BEGIN ENTRIES SHOWN

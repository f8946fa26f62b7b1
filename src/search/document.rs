//! Document and result types exchanged with the search index.

use chrono::{DateTime, Utc};
use serde::{Deserialize, Serialize};

use crate::embedding::EmbeddingVector;
use crate::model::{HierarchyLevel, Role};

/// A role flattened into the index document schema.
///
/// Keyword lists are flattened to a single space-joined string before
/// indexing; `created_at` is serialized as an ISO-8601 timestamp.
#[derive(Debug, Clone, Serialize)]
pub struct RoleDocument {
    pub id: String,
    pub title: String,
    pub description: String,
    pub industry_id: String,
    pub industry_name: String,
    pub hierarchy_level: String,
    pub search_keywords: String,
    pub embedding_vector: EmbeddingVector,
    pub is_active: bool,
    pub created_at: DateTime<Utc>,
}

impl RoleDocument {
    pub fn from_role(role: &Role, vector: EmbeddingVector) -> Self {
        Self {
            id: role.id.clone(),
            title: role.title.clone(),
            description: role.description.clone(),
            industry_id: role.industry_id.clone(),
            industry_name: role.industry_name.clone(),
            hierarchy_level: role.level.to_string(),
            search_keywords: role.search_keywords.join(" "),
            embedding_vector: vector,
            is_active: role.is_active,
            created_at: role.created_at,
        }
    }
}

/// One raw row from a hybrid query, before recalibration.
#[derive(Debug, Clone, Deserialize)]
pub struct RawResult {
    pub id: String,
    pub title: String,
    #[serde(default)]
    pub description: String,
    #[serde(default)]
    pub industry_id: String,
    #[serde(default)]
    pub industry_name: String,
    #[serde(default)]
    pub hierarchy_level: Option<String>,
    #[serde(default)]
    pub search_keywords: String,
    #[serde(rename = "@search.score")]
    pub raw_score: f64,
    /// Extracted from the engine's caption payload by the client before
    /// deserialization.
    #[serde(default)]
    pub semantic_caption: Option<String>,
}

impl RawResult {
    pub fn level(&self) -> HierarchyLevel {
        self.hierarchy_level
            .as_deref()
            .and_then(|s| s.parse().ok())
            .unwrap_or_default()
    }
}

/// Per-document tally for a batch upsert. Partial failure is expected
/// and reported here rather than raised.
#[derive(Debug, Clone, Default, PartialEq, Eq, Serialize)]
pub struct IndexReport {
    pub successful_uploads: usize,
    pub failed_uploads: usize,
    pub total_documents: usize,
}

impl IndexReport {
    pub fn record(&mut self, succeeded: bool) {
        self.total_documents += 1;
        if succeeded {
            self.successful_uploads += 1;
        } else {
            self.failed_uploads += 1;
        }
    }

    pub fn all_succeeded(&self) -> bool {
        self.failed_uploads == 0
    }

    /// Summary string suitable for logging.
    pub fn summary(&self) -> String {
        format!(
            "{}/{} uploaded, {} failed",
            self.successful_uploads, self.total_documents, self.failed_uploads
        )
    }
}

END ENTRIES SHOWN

▸ WHAT THE TASK REQUIRES
An exact transcription of the entries is needed, complete to the final line.

▸ TASK SOLUTION
repository f8946fa26f62b7b1
filename src/search/document.rs
//! Document and result types exchanged with the search index.

use chrono::{DateTime, Utc};
use serde::{Deserialize, Serialize};

use crate::embedding::EmbeddingVector;
use crate::model::{HierarchyLevel, Role};

/// A role flattened into the index document schema.
///
/// Keyword lists are flattened to a single space-joined string before
/// indexing; `created_at` is serialized as an ISO-8601 timestamp.
#[derive(Debug, Clone, Serialize)]
pub struct RoleDocument {
    pub id: String,
    pub title: String,
    pub description: String,
    pub industry_id: String,
    pub industry_name: String,
    pub hierarchy_level: String,
    pub search_keywords: String,
    pub embedding_vector: EmbeddingVector,
    pub is_active: bool,
    pub created_at: DateTime<Utc>,
}

impl RoleDocument {
    pub fn from_role(role: &Role, vector: EmbeddingVector) -> Self {
        Self {
            id: role.id.clone(),
            title: role.title.clone(),
            description: role.description.clone(),
            industry_id: role.industry_id.clone(),
            industry_name: role.industry_name.clone(),
            hierarchy_level: role.level.to_string(),
            search_keywords: role.search_keywords.join(" "),
            embedding_vector: vector,
            is_active: role.is_active,
            created_at: role.created_at,
        }
    }
}

/// One raw row from a hybrid query, before recalibration.
#[derive(Debug, Clone, Deserialize)]
pub struct RawResult {
    pub id: String,
    pub title: String,
    #[serde(default)]
    pub description: String,
    #[serde(default)]
    pub industry_id: String,
    #[serde(default)]
    pub industry_name: String,
    #[serde(default)]
    pub hierarchy_level: Option<String>,
    #[serde(default)]
    pub search_keywords: String,
    #[serde(rename = "@search.score")]
    pub raw_score: f64,
    /// Extracted from the engine's caption payload by the client before
    /// deserialization.
    #[serde(default)]
    pub semantic_caption: Option<String>,
}

impl RawResult {
    pub fn level(&self) -> HierarchyLevel {
        self.hierarchy_level
            .as_deref()
            .and_then(|s| s.parse().ok())
            .unwrap_or_default()
    }
}

/// Per-document tally for a batch upsert. Partial failure is expected
/// and reported here rather than raised.
#[derive(Debug, Clone, Default, PartialEq, Eq, Serialize)]
pub struct IndexReport {
    pub successful_uploads: usize,
    pub failed_uploads: usize,
    pub total_documents: usize,
}

impl IndexReport {
    pub fn record(&mut self, succeeded: bool) {
        self.total_documents += 1;
        if succeeded {
            self.successful_uploads += 1;
        } else {
            self.failed_uploads += 1;
        }
    }

    pub fn all_succeeded(&self) -> bool {
        self.failed_uploads == 0
    }

    /// Summary string suitable for logging.
    pub fn summary(&self) -> String {
        format!(
            "{}/{} uploaded, {} failed",
            self.successful_uploads, self.total_documents, self.failed_uploads
        )
    }
}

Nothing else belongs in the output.